As a psychotherapist, I invite ghosts in and stay present while they show up. And then, as their endless complain is heard, they gradually don't need to haunt anymore. When we find words to address the pain that my patients silently believed they were not feeling, ghosts can let go in order to become memories. They can finally be forgotten. They find a home and come to terms with the past, resting in peace.

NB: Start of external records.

// SPDX-License-Identifier: BUSL-1.1
// Copyright (c) 2026 Alfred Jean LLC

//! Observable summary of credential use, written as a side effect of
//! refreshes and resolutions and read by the admin surface.

use parking_lot::Mutex;
use serde::{Deserialize, Serialize};

use crate::credential::{epoch_ms, mask_secret};

/// Which credential the last resolution handed upstream.
#[derive(Debug, Clone, Copy, Default, PartialEq, Eq, Serialize, Deserialize)]
#[serde(rename_all = "snake_case")]
pub enum CredentialSource {
    Factory,
    Refresh,
    Client,
    #[default]
    None,
}

impl CredentialSource {
    pub fn as_str(&self) -> &'static str {
        match self {
            Self::Factory => "factory",
            Self::Refresh => "refresh",
            Self::Client => "client",
            Self::None => "none",
        }
    }
}

impl std::fmt::Display for CredentialSource {
    fn fmt(&self, f: &mut std::fmt::Formatter<'_>) -> std::fmt::Result {
        f.write_str(self.as_str())
    }
}

#[derive(Debug, Clone, Copy, Default, PartialEq, Eq, Serialize, Deserialize)]
#[serde(rename_all = "snake_case")]
pub enum RefreshOutcome {
    Success,
    Error,
    InProgress,
    #[default]
    None,
}

/// Point-in-time copy of the tracked status. Timestamps are epoch millis.
#[derive(Debug, Clone, Default, PartialEq, Eq, Serialize, Deserialize)]
#[serde(rename_all = "camelCase")]
pub struct AuthStatus {
    pub admin_secret_configured: bool,
    pub last_credential_source: CredentialSource,
    pub last_used_at: Option<u64>,
    pub last_refresh_at: Option<u64>,
    pub last_refresh_outcome: RefreshOutcome,
    pub last_refresh_error: Option<String>,
    pub masked_active_access_token: Option<String>,
    pub masked_last_client_token: Option<String>,
}

/// Shared, mutex-guarded [`AuthStatus`]. Only masked values are stored.
#[derive(Debug, Default)]
pub struct StatusTracker {
    inner: Mutex<AuthStatus>,
}

impl StatusTracker {
    pub fn new(admin_secret_configured: bool) -> Self {
        Self { inner: Mutex::new(AuthStatus { admin_secret_configured, ..Default::default() }) }
    }

    pub fn snapshot(&self) -> AuthStatus {
        self.inner.lock().clone()
    }

    pub fn refresh_started(&self) {
        self.inner.lock().last_refresh_outcome = RefreshOutcome::InProgress;
    }

    pub fn refresh_succeeded(&self, access_token: &str) {
        let mut s = self.inner.lock();
        s.last_refresh_at = Some(epoch_ms());
        s.last_refresh_outcome = RefreshOutcome::Success;
        s.last_refresh_error = None;
        s.masked_active_access_token = Some(mask_secret(access_token));
    }

    /// Record a failed exchange. The masked access token is left alone since
    /// a previously cached token may still be served.
    pub fn refresh_failed(&self, message: impl Into<String>) {
        let mut s = self.inner.lock();
        s.last_refresh_at = Some(epoch_ms());
        s.last_refresh_outcome = RefreshOutcome::Error;
        s.last_refresh_error = Some(message.into());
    }

    pub fn access_token_cleared(&self) {
        self.inner.lock().masked_active_access_token = None;
    }

    /// Record the outcome of one resolution.
    pub fn record_resolution(&self, source: CredentialSource, client_token: Option<&str>) {
        let mut s = self.inner.lock();
        s.last_credential_source = source;
        s.last_used_at = Some(epoch_ms());
        if let Some(token) = client_token {
            s.masked_last_client_token = Some(mask_secret(token));
        }
    }
}

#[cfg(test)]
#[path = "status_tests.rs"]
mod tests;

Sibling relationships or how to unfreeze a Frozen heart

As I hear kids singing the Oscar winning song of the 2014 Disney movie, I wonder about what one needs to let go in order to manage and deal with the cold ghosts that haunt when one relates to one's siblings. Frozen is a story about sisters, but not only about the desired portrays of love, cooperation and support. It actually goes deeper. It is about the ways in which one has to face and come to terms with the ambivalence, pain, and possibly hate in order to have access and build a compassionate and collaborative relationship with a sibling. Sibling relationships are complex, and Elsa's character shows us how. As she struggles to manage her own magic, she ends up hurting her younger sister, which leads to her heart being frozen by fear. Fear of her own destructive powers, the ones she can't control and that get triggered when she is overwhelmed by anger and disappointment. She withdraws to protect herself and her sister from her rage, only to have to face it anyways later in her life. As for Anna, she is left with her longing and feeling of exclusion, growing up with a sense of being left out.

 

It makes me think about when a new baby arrives and the now 'big' sibling has to adapt, adjust, transition into sharing the space and the parents. Both exciting and extremely irritating, this new presence may gradually be experienced as an impingement. A lot is said about sibling rivalry and jealousy, and usually parents get stuck in how to promote and nurture a healthy relationship among their kids. It is somewhat disruptive to the family structure to contain and make sense of the kids' struggles with their own mixed feelings. Sometimes, parents can only acknowledge the loving and exciting experience of siblinghood, and have a difficult time recognizing and talking about its darkest sides. Denied of the possibility of integrating her ambivalent feelings, the big children, as Elsa, struggle to control their dark magic, which grows inside and becomes stronger. Kept behind doors, a secret grudge leads to uncontrollable spells of cold weather. Our Elsa-kids retreat and hide, as they are afraid of the power of their unspeakable feelings.

 

As the film evolves, we realize that only an act of true love can save Anna's life, after Elsa's frozen heart freezes also her sister's. Anna saves Elsa, who saves Anna with her tears of regret, and they come to realize there is space to Summer when the cold and dark winter of secret grudges can be seeing. The film ends when Elsa realizes that her frozen heart could be cured with love, which makes her magic under control. Is it then that love is the answer?

 

It seems like love is only possible when the mixed feelings and ambivalence of their relationship is finally faced. As Anna tries to deal with feeling disconnected, she reaches out and finally finds Elsa, without actually realizing that their broken relationship is what could cure her. As for Elsa, it is in her encountering her fears as she leaves the castle and let the cold take over. As she faces it, she is able to gradually find warmth. This is how Anna is not a threat anymore, and they can finally re-connect. Grudges and secrets are the real threats to healthy relationships, and all the ways in which we try to avoid our dark feelings makes us feel disconnected and lonely. They only become stronger, more powerful and out of control.

 

A lot for parents to think about in how to promote and facilitate good-enough sibling relationships. As Elsa can't hold it in anymore, she gets in touch with her own truth and begins a process of opening doors for a new world, in which she finds love in her sorrow and is able to keep a snowman alive in the Summer. Nice lesson for us, parents, on how to allow the space for our kids to let it go and come to terms with their own fears and struggles in order to find a way to feel connected with each other.